A quantified evaluation of the french «carbon tax»

Published on 22 November 2018

By Stéphane Gloriant

Termed a “climate-energy contribution”, the carbon tax was introduced in France in 2014 to price energy-related CO2 emissions not covered by the European emissions trading scheme. Its ramp-up is likely to accelerate, at least as far as the rate is concerned, calling for an initial assessment of its actual effects. Such an evaluation is what this edition of Information & Debates provides, concentrating on the sectors most concerned. Evaluating the impact of the tax is not just a matter of comparing emissions before and after the tax came into force, but requires a comparison of the emissions observed over the period with the evolution of a “counterfactual” scenario representing the hypothetical trajectory that emissions would have followed in its absence.

In the first part, we look at the contextual elements needed to understand how the price signal of carbon affects economic actors by way of energy prices. In the second and third parts we then evaluate the impacts of the tax by taking an ex ante approach and an ex post approach respectively.

The ex-ante approach is based on calculating price and tax elasticities. It is carried out indirectly by comparing the carbon tax with an increase in the prices of fossil fuels. Although this raises the question of transmission from the one to the other, it has the advantage of not requiring a temporal distance in relation to the introduction of the tax. The results suggest that the carbon tax led to a reduction in emissions from the transport sector of between 0.6 and 1.7 Mt of CO2 in 2017. Taxation of heating oil for its part reduced emissions from the heating of buildings by 0.7 Mt CO2. For transport and fuel oil, the method leads to the prediction that by the end of the five-year period the tax should lead to a reduction in emissions of between 3 and 5.7 Mt of CO2 compared to 2017. These various estimates likely to be a minimum, since it seems that consumers are more responsive to a price increase resulting from higher taxes than to one induced by a change in the price of fossil raw materials.

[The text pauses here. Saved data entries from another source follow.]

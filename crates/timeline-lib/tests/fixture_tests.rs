//! Golden-file tests for recorded pod lifecycles
//!
//! Each fixture is a recorded set of instants; the matching
//! `.expected.json` is the byte-exact document reconstruction must produce.

use chrono::{DateTime, Utc};
use tempfile::TempDir;
use timeline_lib::{ordering, reconstruct, serialization, summarize, Interval, TimelineError};

const SIMPLE: &str = include_str!("fixtures/pod_test_01_simple.json");
const SIMPLE_EXPECTED: &str = include_str!("fixtures/pod_test_01_simple.expected.json");
const TRAILING: &str = include_str!("fixtures/pod_test_02_trailing_ready.json");
const TRAILING_EXPECTED: &str = include_str!("fixtures/pod_test_02_trailing_ready.expected.json");

fn rfc3339(raw: &str) -> DateTime<Utc> {
    DateTime::parse_from_rfc3339(raw).unwrap().with_timezone(&Utc)
}

fn reconstruct_fixture(data: &str, start: &str, end: &str) -> Vec<Interval> {
    let instants = serialization::instants_from_json(data.as_bytes()).unwrap();
    reconstruct(&instants, rfc3339(start), rfc3339(end)).unwrap()
}

#[test]
fn test_interval_creation() {
    let result = reconstruct_fixture(SIMPLE, "2022-03-07T12:00:00Z", "2022-03-07T23:00:00Z");
    let json = serialization::intervals_to_json(&result).unwrap();
    assert_eq!(String::from_utf8(json).unwrap(), SIMPLE_EXPECTED);
}

#[test]
fn test_interval_creation_trailing_ready() {
    let result = reconstruct_fixture(TRAILING, "2022-03-07T12:00:00Z", "2022-03-10T23:00:00Z");
    let json = serialization::intervals_to_json(&result).unwrap();
    assert_eq!(String::from_utf8(json).unwrap(), TRAILING_EXPECTED);
}

#[test]
fn test_expected_documents_reserialize_identically() {
    for expected in [SIMPLE_EXPECTED, TRAILING_EXPECTED] {
        let parsed = serialization::intervals_from_json(expected.as_bytes()).unwrap();
        assert!(ordering::is_ordered(&parsed));
        let written = serialization::intervals_to_json(&parsed).unwrap();
        assert_eq!(String::from_utf8(written).unwrap(), expected);
    }
}

#[test]
fn test_synthesized_intervals_are_marked() {
    let result = reconstruct_fixture(TRAILING, "2022-03-07T12:00:00Z", "2022-03-10T23:00:00Z");
    let synthesized: Vec<&str> = result
        .iter()
        .filter(|i| i.is_synthesized())
        .map(|i| i.message.as_str())
        .collect();
    assert_eq!(
        synthesized,
        vec![
            "constructed/true reason/ContainerWait missed real \"ContainerWait\"",
            "constructed/true reason/NotReady missed real \"NotReady\"",
        ]
    );

    let summary = summarize(&result);
    assert_eq!(summary.intervals, 7);
    assert_eq!(summary.synthesized, 2);
    assert_eq!(summary.locators, 2);
}

#[test]
fn test_inverted_window_is_rejected() {
    let instants = serialization::instants_from_json(SIMPLE.as_bytes()).unwrap();
    let err = reconstruct(
        &instants,
        rfc3339("2022-03-07T23:00:00Z"),
        rfc3339("2022-03-07T12:00:00Z"),
    )
    .unwrap_err();
    assert!(matches!(err, TimelineError::InvalidWindow { .. }));
}

#[test]
fn test_file_round_trip() {
    let dir = TempDir::new().unwrap();
    let input = dir.path().join("instants.json");
    let output = dir.path().join("intervals.json");
    std::fs::write(&input, SIMPLE).unwrap();

    let instants = serialization::read_instants_file(&input).unwrap();
    let result = reconstruct(
        &instants,
        rfc3339("2022-03-07T12:00:00Z"),
        rfc3339("2022-03-07T23:00:00Z"),
    )
    .unwrap();
    serialization::write_intervals_file(&output, &result).unwrap();

    assert_eq!(std::fs::read_to_string(&output).unwrap(), SIMPLE_EXPECTED);
    assert_eq!(serialization::read_intervals_file(&output).unwrap(), result);
}

#[test]
fn test_reconstruction_output_cannot_be_read_as_instants() {
    let err = serialization::instants_from_json(SIMPLE_EXPECTED.as_bytes()).unwrap_err();
    assert!(matches!(err, TimelineError::NotAnInstant { .. }));
}
//! Error type shared by the parsing, validation and persistence paths
//!
//! Reconstruction itself has no failure mode once the window is valid;
//! every variant here is raised before any interval is produced.

use chrono::{DateTime, Utc};
use thiserror::Error;

#[derive(Debug, Error)]
pub enum TimelineError {
    #[error("invalid window: start {start} is after end {end}")]
    InvalidWindow {
        start: DateTime<Utc>,
        end: DateTime<Utc>,
    },
    #[error("unrecognized level {0:?}")]
    UnknownLevel(String),
    #[error("malformed locator {locator:?}: {reason}")]
    MalformedLocator { locator: String, reason: String },
    #[error("record for {locator} spans {from}..{to}, expected an instant")]
    NotAnInstant {
        locator: String,
        from: DateTime<Utc>,
        to: DateTime<Utc>,
    },
    #[error("invalid interval document: {0}")]
    Json(#[from] serde_json::Error),
    #[error(transparent)]
    Io(#[from] std::io::Error),
}

impl TimelineError {
    pub(crate) fn malformed_locator(locator: &str, reason: impl Into<String>) -> Self {
        TimelineError::MalformedLocator {
            locator: locator.to_string(),
            reason: reason.into(),
        }
    }
}

pub type TimelineResult<T> = Result<T, TimelineError>;
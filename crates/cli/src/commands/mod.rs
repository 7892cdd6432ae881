//! Subcommand implementations

pub mod excluded;
pub mod reconstruct;
pub mod show;
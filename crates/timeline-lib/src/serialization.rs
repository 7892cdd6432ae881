//! Canonical JSON form for instants and intervals
//!
//! A document is a single object with an `items` array. Writing always
//! applies the canonical ordering and a 4-space pretty printer so that
//! output can be compared byte-for-byte against recorded fixtures.

use crate::error::{TimelineError, TimelineResult};
use crate::models::{Instant, Interval};
use crate::ordering;
use serde::{Deserialize, Serialize};
use serde_json::ser::PrettyFormatter;
use std::fs::File;
use std::io::{BufWriter, Read, Write};
use std::path::Path;
use tracing::debug;

const INDENT: &[u8] = b"    ";

/// One element of the `items` array, in wire field order
#[derive(Debug, Serialize, Deserialize)]
struct IntervalRecord {
    level: String,
    locator: String,
    message: String,
    #[serde(with = "rfc3339_seconds")]
    from: chrono::DateTime<chrono::Utc>,
    #[serde(with = "rfc3339_seconds")]
    to: chrono::DateTime<chrono::Utc>,
}

#[derive(Debug, Serialize, Deserialize)]
struct IntervalDocument {
    #[serde(default)]
    items: Vec<IntervalRecord>,
}

impl From<&Interval> for IntervalRecord {
    fn from(interval: &Interval) -> Self {
        Self {
            level: interval.level.to_string(),
            locator: interval.locator.to_string(),
            message: interval.message.clone(),
            from: interval.from,
            to: interval.to,
        }
    }
}

impl TryFrom<IntervalRecord> for Interval {
    type Error = TimelineError;

    fn try_from(record: IntervalRecord) -> Result<Self, Self::Error> {
        Ok(Interval {
            level: record.level.parse()?,
            locator: record.locator.parse()?,
            message: record.message,
            from: record.from,
            to: record.to,
        })
    }
}

/// RFC3339 at second precision with a `Z` suffix
mod rfc3339_seconds {
    use chrono::{DateTime, SecondsFormat, Utc};
    use serde::{Deserialize, Deserializer, Serializer};

    pub fn serialize<S: Serializer>(at: &DateTime<Utc>, serializer: S) -> Result<S::Ok, S::Error> {
        serializer.serialize_str(&at.to_rfc3339_opts(SecondsFormat::Secs, true))
    }

    pub fn deserialize<'de, D: Deserializer<'de>>(deserializer: D) -> Result<DateTime<Utc>, D::Error> {
        let raw = String::deserialize(deserializer)?;
        DateTime::parse_from_rfc3339(&raw)
            .map(|at| at.with_timezone(&Utc))
            .map_err(|e| serde::de::Error::custom(format!("invalid timestamp {:?}: {}", raw, e)))
    }
}

fn write_document<'a>(intervals: impl Iterator<Item = &'a Interval>) -> TimelineResult<Vec<u8>> {
    let mut sorted: Vec<&Interval> = intervals.collect();
    sorted.sort_by(|a, b| ordering::compare(a, b));

    let document = IntervalDocument {
        items: sorted.into_iter().map(IntervalRecord::from).collect(),
    };

    let mut buffer = Vec::new();
    let mut serializer =
        serde_json::Serializer::with_formatter(&mut buffer, PrettyFormatter::with_indent(INDENT));
    document.serialize(&mut serializer)?;
    Ok(buffer)
}

/// Serialize intervals into the canonical document
pub fn intervals_to_json(intervals: &[Interval]) -> TimelineResult<Vec<u8>> {
    write_document(intervals.iter())
}

/// Serialize only intervals with a non-zero width
pub fn spans_to_json(intervals: &[Interval]) -> TimelineResult<Vec<u8>> {
    write_document(intervals.iter().filter(|i| !i.is_instant()))
}

/// Parse a canonical document into intervals, preserving array order
pub fn intervals_from_json(data: &[u8]) -> TimelineResult<Vec<Interval>> {
    let document: IntervalDocument = serde_json::from_slice(data)?;
    document.items.into_iter().map(Interval::try_from).collect()
}

/// Parse a canonical document whose items are all instants
pub fn instants_from_json(data: &[u8]) -> TimelineResult<Vec<Instant>> {
    intervals_from_json(data)?
        .into_iter()
        .map(Instant::from_interval)
        .collect()
}

fn write_file(path: &Path, bytes: &[u8]) -> TimelineResult<()> {
    let mut writer = BufWriter::new(File::create(path)?);
    writer.write_all(bytes)?;
    writer.flush()?;
    debug!(path = %path.display(), bytes = bytes.len(), "Wrote interval document");
    Ok(())
}

fn read_file(path: &Path) -> TimelineResult<Vec<u8>> {
    let mut data = Vec::new();
    File::open(path)?.read_to_end(&mut data)?;
    debug!(path = %path.display(), bytes = data.len(), "Read interval document");
    Ok(data)
}

pub fn write_intervals_file(path: impl AsRef<Path>, intervals: &[Interval]) -> TimelineResult<()> {
    write_file(path.as_ref(), &intervals_to_json(intervals)?)
}

pub fn write_spans_file(path: impl AsRef<Path>, intervals: &[Interval]) -> TimelineResult<()> {
    write_file(path.as_ref(), &spans_to_json(intervals)?)
}

pub fn read_intervals_file(path: impl AsRef<Path>) -> TimelineResult<Vec<Interval>> {
    intervals_from_json(&read_file(path.as_ref())?)
}

pub fn read_instants_file(path: impl AsRef<Path>) -> TimelineResult<Vec<Instant>> {
    instants_from_json(&read_file(path.as_ref())?)
}
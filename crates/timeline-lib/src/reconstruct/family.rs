//! Lifecycle walk over the instants of one pod and its containers

use super::lifecycle::{self, Ends, Scope, Step, StepKind, Trailing, PASS_THROUGH_RANK};
use super::Window;
use crate::models::{Instant, Interval, Level, Locator, CONSTRUCTED_MARKER, MISSED_REAL_MARKER};
use chrono::{DateTime, Utc};
use std::collections::{BTreeMap, HashMap};
use tracing::trace;

/// The lifecycle step an instant represents, if its reason is recognized
/// and applies to the kind of entity its locator names
pub(super) fn step_for(instant: &Instant) -> Option<&'static Step> {
    let step = lifecycle::step(instant.reason.as_deref()?)?;
    let applies = match step.scope {
        Scope::Pod => !instant.locator.is_container(),
        Scope::Container => instant.locator.is_container(),
    };
    applies.then_some(step)
}

/// Canonical causal rank of an instant among others sharing its timestamp
pub(super) fn rank_of(instant: &Instant) -> u8 {
    step_for(instant).map(|s| s.rank).unwrap_or(PASS_THROUGH_RANK)
}

/// A state entered by an observed instant and not yet ended
#[derive(Debug)]
struct OpenState {
    reason: &'static str,
    level: Level,
    locator: Locator,
    detail: String,
    from: DateTime<Utc>,
    trailing: Trailing,
}

impl OpenState {
    fn close(self, to: DateTime<Utc>) -> Interval {
        observed(self.level, self.locator, self.reason, &self.detail, self.from, to)
    }
}

/// Walks one pod family's instants in canonical order
///
/// Instants must be fed through [`FamilyWalk::observe`] sorted by clamped
/// time and rank.
pub(super) struct FamilyWalk {
    window: Window,
    /// The family holds a single lifecycle observation and nothing else
    isolated: bool,
    /// Keyed by locator then rank so that bulk closes follow lifecycle order
    open: BTreeMap<(Locator, u8), OpenState>,
    last_seen: HashMap<Locator, DateTime<Utc>>,
    out: Vec<Interval>,
}

impl FamilyWalk {
    pub(super) fn new(window: Window, isolated: bool) -> Self {
        Self {
            window,
            isolated,
            open: BTreeMap::new(),
            last_seen: HashMap::new(),
            out: Vec::new(),
        }
    }

    pub(super) fn observe(&mut self, instant: &Instant) {
        let at = self.window.clamp(instant.at);
        let Some(step) = step_for(instant) else {
            trace!(
                locator = %instant.locator,
                message = %instant.message,
                "Passing through unrecognized instant"
            );
            self.out.push(Interval {
                level: instant.level,
                locator: instant.locator.clone(),
                message: instant.message.clone(),
                from: at,
                to: at,
            });
            return;
        };

        if self.isolated && step.kind != StepKind::Terminal {
            // A lone observation is a point fact with nothing to infer from
            self.out.push(observed(
                instant.level,
                instant.locator.clone(),
                step.reason,
                &instant.detail,
                at,
                at,
            ));
            return;
        }

        if self.is_open(&instant.locator, step) {
            // Re-observing a state already entered keeps the earlier left edge.
            trace!(
                locator = %instant.locator,
                reason = step.reason,
                "Absorbing repeated observation"
            );
            self.last_seen.insert(instant.locator.clone(), at);
            return;
        }

        for ended in step.ends {
            self.end_state(instant, ended, at);
        }

        match step.kind {
            StepKind::State(trailing) => self.open_state(instant, step, trailing, at),
            StepKind::Point => self.out.push(observed(
                instant.level,
                instant.locator.clone(),
                step.reason,
                &instant.detail,
                at,
                at,
            )),
            StepKind::Terminal => self.close_all(at),
        }

        self.last_seen.insert(instant.locator.clone(), at);
    }

    /// Close whatever is still open when observation stops
    pub(super) fn finish(mut self) -> Vec<Interval> {
        let end = self.window.end();
        for (_, state) in std::mem::take(&mut self.open) {
            let to = match state.trailing {
                Trailing::ClipToEnd => end,
                Trailing::ZeroWidth => state.from,
            };
            self.out.push(state.close(to));
        }
        self.out
    }

    fn end_state(&mut self, instant: &Instant, ended: &Ends, at: DateTime<Utc>) {
        let key = (instant.locator.clone(), lifecycle::rank(ended.reason));
        match self.open.remove(&key) {
            Some(state) => self.out.push(state.close(at)),
            None if ended.required => {
                let from = self.inferred_start(instant, at);
                trace!(
                    locator = %instant.locator,
                    reason = ended.reason,
                    from = %from,
                    to = %at,
                    "Synthesizing missed observation"
                );
                self.out.push(synthesized(instant.locator.clone(), ended.reason, from, at));
            }
            None => {}
        }
    }

    fn open_state(
        &mut self,
        instant: &Instant,
        step: &'static Step,
        trailing: Trailing,
        at: DateTime<Utc>,
    ) {
        let state = OpenState {
            reason: step.reason,
            level: instant.level,
            locator: instant.locator.clone(),
            detail: instant.detail.clone(),
            from: at,
            trailing,
        };
        self.open.insert((instant.locator.clone(), step.rank), state);
    }

    fn is_open(&self, locator: &Locator, step: &Step) -> bool {
        matches!(step.kind, StepKind::State(_))
            && self.open.contains_key(&(locator.clone(), step.rank))
    }

    fn close_all(&mut self, at: DateTime<Utc>) {
        for (_, state) in std::mem::take(&mut self.open) {
            self.out.push(state.close(at));
        }
    }

    /// Left edge for a state whose own observation is missing
    ///
    /// A measured duration on the closing instant wins over clock-derived
    /// anchors, but never reaches back past the last time the entity itself
    /// was seen. Without one, the state is assumed to begin at the last time
    /// anything was known about the entity, then about its pod, and finally
    /// collapses to a zero-width fact at the closing instant.
    fn inferred_start(&self, instant: &Instant, at: DateTime<Utc>) -> DateTime<Utc> {
        let seen = self.last_seen.get(&instant.locator).map(|seen| (*seen).min(at));
        if let Some(measured) = instant.measured_duration() {
            let from = at.checked_sub_signed(measured).unwrap_or(self.window.start());
            let from = seen.map_or(from, |seen| from.max(seen));
            return self.window.clamp(from);
        }
        seen.or_else(|| {
            self.last_seen
                .get(&instant.locator.pod_locator())
                .map(|seen| (*seen).min(at))
        })
        .unwrap_or(at)
    }
}

fn observed(
    level: Level,
    locator: Locator,
    reason: &str,
    detail: &str,
    from: DateTime<Utc>,
    to: DateTime<Utc>,
) -> Interval {
    Interval {
        level,
        locator,
        message: format!("{} reason/{} {}", CONSTRUCTED_MARKER, reason, detail),
        from,
        to,
    }
}

fn synthesized(locator: Locator, reason: &str, from: DateTime<Utc>, to: DateTime<Utc>) -> Interval {
    Interval {
        level: Level::Info,
        locator,
        message: format!(
            "{} reason/{} {} {:?}",
            CONSTRUCTED_MARKER, reason, MISSED_REAL_MARKER, reason
        ),
        from,
        to,
    }
}
//! Parameter validation happens before any sampling.

use vod_workload_core::{
    config::{
        ArrivalDiscipline, ConfigParams, DurationPolicy, OutputFormat, PopularityPolicy,
        SimulationConfig, MAX_HORIZON, MAX_SESSION_COUNT,
    },
    error::GenError,
};

fn rejected_param(params: ConfigParams) -> &'static str {
    match SimulationConfig::new(params) {
        Err(GenError::InvalidParameter { parameter, .. }) => parameter,
        Err(other) => panic!("expected InvalidParameter, got {other}"),
        Ok(_) => panic!("expected rejection"),
    }
}

#[test]
fn defaults_are_valid() {
    let config = SimulationConfig::new(ConfigParams::default()).expect("defaults validate");
    assert_eq!(config.params().arrival, ArrivalDiscipline::PerInterval);
    assert_eq!(config.params().popularity, PopularityPolicy::Normalized);
}

#[test]
fn non_positive_horizon_is_rejected() {
    for horizon in [0.0, -5.0, f64::NAN, f64::INFINITY] {
        let p = ConfigParams { horizon, ..ConfigParams::default() };
        assert_eq!(rejected_param(p), "horizon");
    }
}

#[test]
fn horizon_above_precision_bound_is_rejected() {
    let p = ConfigParams { horizon: 1e17, ..ConfigParams::default() };
    assert_eq!(rejected_param(p), "horizon");

    let p = ConfigParams { horizon: MAX_HORIZON * 1.5, ..ConfigParams::default() };
    assert_eq!(rejected_param(p), "horizon");

    let p = ConfigParams { horizon: MAX_HORIZON, ..ConfigParams::default() };
    assert!(SimulationConfig::new(p).is_ok());
}

#[test]
fn oversized_session_count_is_rejected() {
    let p = ConfigParams {
        arrival: ArrivalDiscipline::Sinusoidal,
        session_count: 1usize << 62,
        ..ConfigParams::default()
    };
    assert_eq!(rejected_param(p), "session_count");

    let p = ConfigParams { session_count: MAX_SESSION_COUNT, ..ConfigParams::default() };
    assert!(SimulationConfig::new(p).is_ok());
}

#[test]
fn zero_counts_are_rejected() {
    let p = ConfigParams { content_count: 0, ..ConfigParams::default() };
    assert_eq!(rejected_param(p), "content_count");

    let p = ConfigParams { user_count: 0, ..ConfigParams::default() };
    assert_eq!(rejected_param(p), "user_count");

    let p = ConfigParams { session_count: 0, ..ConfigParams::default() };
    assert_eq!(rejected_param(p), "session_count");
}

#[test]
fn exponent_must_be_positive() {
    let p = ConfigParams { zipf_exponent: 0.0, ..ConfigParams::default() };
    assert_eq!(rejected_param(p), "zipf_exponent");
}

#[test]
fn legacy_popularity_needs_exponent_above_one() {
    let p = ConfigParams {
        zipf_exponent: 0.9,
        popularity: PopularityPolicy::LegacyModulo,
        ..ConfigParams::default()
    };
    assert_eq!(rejected_param(p), "zipf_exponent");

    let p = ConfigParams {
        zipf_exponent: 1.1,
        popularity: PopularityPolicy::LegacyModulo,
        ..ConfigParams::default()
    };
    assert!(SimulationConfig::new(p).is_ok());
}

#[test]
fn amplitude_is_bounded_to_unit_interval() {
    for amplitude in [-0.1, 1.01, f64::NAN] {
        let p = ConfigParams { amplitude, ..ConfigParams::default() };
        assert_eq!(rejected_param(p), "amplitude");
    }
    for amplitude in [0.0, 1.0] {
        let p = ConfigParams { amplitude, ..ConfigParams::default() };
        assert!(SimulationConfig::new(p).is_ok(), "amplitude {amplitude} should pass");
    }
}

#[test]
fn rates_and_period_must_be_positive() {
    let p = ConfigParams { base_rate: 0.0, ..ConfigParams::default() };
    assert_eq!(rejected_param(p), "base_rate");

    let p = ConfigParams { period: -24.0, ..ConfigParams::default() };
    assert_eq!(rejected_param(p), "period");

    let p = ConfigParams { interval_rate_min: 0.0, ..ConfigParams::default() };
    assert_eq!(rejected_param(p), "interval_rate_min");

    let p = ConfigParams {
        interval_rate_min: 4.0,
        interval_rate_max: 2.0,
        ..ConfigParams::default()
    };
    assert_eq!(rejected_param(p), "interval_rate_max");
}

#[test]
fn error_message_names_the_parameter() {
    let p = ConfigParams { amplitude: 2.0, ..ConfigParams::default() };
    let err = SimulationConfig::new(p).unwrap_err();
    let msg = err.to_string();
    assert!(msg.contains("amplitude"), "message was: {msg}");
    assert!(msg.contains('2'), "message was: {msg}");
}

#[test]
fn params_parse_from_json_with_defaults() {
    let json = r#"{
        "seed": 9,
        "horizon": 3600,
        "arrival": "sinusoidal",
        "duration": "discrete",
        "output": "table"
    }"#;
    let p: ConfigParams = serde_json::from_str(json).unwrap();
    assert_eq!(p.seed, 9);
    assert_eq!(p.horizon, 3600.0);
    assert_eq!(p.arrival, ArrivalDiscipline::Sinusoidal);
    assert_eq!(p.duration, DurationPolicy::Discrete);
    assert_eq!(p.output, OutputFormat::Table);
    assert_eq!(p.user_count, ConfigParams::default().user_count);
}

#[test]
fn selectors_parse_from_cli_text() {
    assert_eq!("Sinusoidal".parse::<ArrivalDiscipline>().unwrap(), ArrivalDiscipline::Sinusoidal);
    assert_eq!("interval".parse::<ArrivalDiscipline>().unwrap(), ArrivalDiscipline::PerInterval);
    assert_eq!("legacy".parse::<PopularityPolicy>().unwrap(), PopularityPolicy::LegacyModulo);
    assert_eq!("json".parse::<OutputFormat>().unwrap(), OutputFormat::Document);
    assert!(matches!(
        "weibull".parse::<DurationPolicy>(),
        Err(GenError::InvalidParameter { parameter: "duration", .. })
    ));
}

fn scratch_path(tag: &str) -> std::path::PathBuf {
    std::env::temp_dir().join(format!("vod-config-{tag}-{}.json", std::process::id()))
}

#[test]
fn load_reads_params_from_file() {
    let path = scratch_path("ok");
    std::fs::write(&path, r#"{ "seed": 5, "user_count": 12 }"#).unwrap();
    let p = ConfigParams::load(path.to_str().unwrap()).unwrap();
    std::fs::remove_file(&path).ok();
    assert_eq!(p.seed, 5);
    assert_eq!(p.user_count, 12);
}

#[test]
fn load_reports_missing_file_with_its_path() {
    let path = scratch_path("missing");
    let err = ConfigParams::load(path.to_str().unwrap()).unwrap_err();
    assert!(matches!(err, GenError::Other(_)), "got {err:?}");
    assert!(err.to_string().contains("vod-config-missing"), "message was: {err}");
}

#[test]
fn load_reports_malformed_json_as_serialization_error() {
    let path = scratch_path("bad");
    std::fs::write(&path, "{ not json").unwrap();
    let err = ConfigParams::load(path.to_str().unwrap()).unwrap_err();
    std::fs::remove_file(&path).ok();
    assert!(matches!(err, GenError::Serialization(_)), "got {err:?}");
}
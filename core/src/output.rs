//! The finished dataset and the sinks that persist it.
//!
//! RULE: A run's artifact is written exactly once. `persist` takes the
//! sink by value; there is no append or update path.

use crate::{
    config::OutputFormat,
    error::GenResult,
    interval::{Interval, Partition},
    session::{SessionKind, SessionRecord},
};
use serde::{Deserialize, Serialize};
use std::collections::BTreeSet;
use std::fs::File;
use std::io::{BufWriter, Write};
use std::path::Path;

/// Config-derived echo plus the ordered session list.
#[derive(Debug, Clone, PartialEq, Serialize, Deserialize)]
pub struct SimulationOutput {
    pub zipf_param: f64,
    #[serde(rename = "taxas_poisson")]
    pub rates: Vec<f64>,
    #[serde(rename = "particionamento")]
    pub boundaries: Vec<f64>,
    #[serde(rename = "dados_videos")]
    pub sessions: Vec<SessionRecord>,
}

impl SimulationOutput {
    pub fn new(
        zipf_param: f64,
        partition: &Partition,
        intervals: &[Interval],
        sessions: Vec<SessionRecord>,
    ) -> Self {
        Self {
            zipf_param,
            rates: intervals.iter().map(|i| i.rate).collect(),
            boundaries: partition.boundaries().to_vec(),
            sessions,
        }
    }

    pub fn summary(&self) -> RunSummary {
        let baseline = self
            .sessions
            .iter()
            .filter(|s| s.kind == SessionKind::Baseline)
            .count();
        let distinct_users = self
            .sessions
            .iter()
            .map(|s| s.user_id)
            .collect::<BTreeSet<_>>()
            .len();
        RunSummary {
            records: self.sessions.len(),
            baseline,
            sampled: self.sessions.len() - baseline,
            intervals: self.boundaries.len().saturating_sub(1),
            distinct_users,
            last_start: self.sessions.last().map(|s| s.start_time),
        }
    }
}

#[derive(Debug, Clone, PartialEq, Serialize)]
pub struct RunSummary {
    pub records:        usize,
    pub baseline:       usize,
    pub sampled:        usize,
    pub intervals:      usize,
    pub distinct_users: usize,
    pub last_start:     Option<f64>,
}

/// Renders a finished dataset.
pub trait OutputSink {
    fn name(&self) -> &'static str;

    fn render(&self, output: &SimulationOutput, out: &mut dyn Write) -> GenResult<()>;
}

/// ` ID     AS       FS` header, one zero-padded row per session.
pub struct FixedWidthTable;

impl OutputSink for FixedWidthTable {
    fn name(&self) -> &'static str { "table" }

    fn render(&self, output: &SimulationOutput, out: &mut dyn Write) -> GenResult<()> {
        writeln!(out, " ID     AS       FS")?;
        for s in &output.sessions {
            writeln!(
                out,
                "{:03}    {:.3}    {:.3}",
                s.content_id, s.start_time, s.end_time
            )?;
        }
        Ok(())
    }
}

/// Pretty-printed JSON document.
pub struct JsonDocument;

impl OutputSink for JsonDocument {
    fn name(&self) -> &'static str { "document" }

    fn render(&self, output: &SimulationOutput, out: &mut dyn Write) -> GenResult<()> {
        serde_json::to_writer_pretty(&mut *out, output)?;
        writeln!(out)?;
        Ok(())
    }
}

pub fn sink_for(format: OutputFormat) -> Box<dyn OutputSink> {
    match format {
        OutputFormat::Table    => Box::new(FixedWidthTable),
        OutputFormat::Document => Box::new(JsonDocument),
    }
}

/// Render `output` into memory.
pub fn render_to_bytes(sink: &dyn OutputSink, output: &SimulationOutput) -> GenResult<Vec<u8>> {
    let mut buf = Vec::new();
    sink.render(output, &mut buf)?;
    Ok(buf)
}

/// Write the artifact to `path`, consuming the sink.
pub fn persist(sink: Box<dyn OutputSink>, output: &SimulationOutput, path: &Path) -> GenResult<()> {
    let file = File::create(path)?;
    let mut writer = BufWriter::new(file);
    sink.render(output, &mut writer)?;
    writer.flush()?;
    log::info!(
        "wrote {} sessions to {} ({})",
        output.sessions.len(),
        path.display(),
        sink.name()
    );
    Ok(())
}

The ex post approach is based on the “synthetic control” method, and involves reconstructing France’s hypothetical emissions from a group of comparable countries that have not introduced a carbon tax during the period. This approach produces a direct evaluation in that the impact of the tax is estimated is implemented over the period the tax has been in force. Applied to France over the period 2014-2017, it does not allow a robust conclusion to be drawn as to the impact of the introduction of the carbon tax on emissions from the transport or building heating sector over the period concerned. This result may be explained by the small number of observations currently available since the introduction of the tax.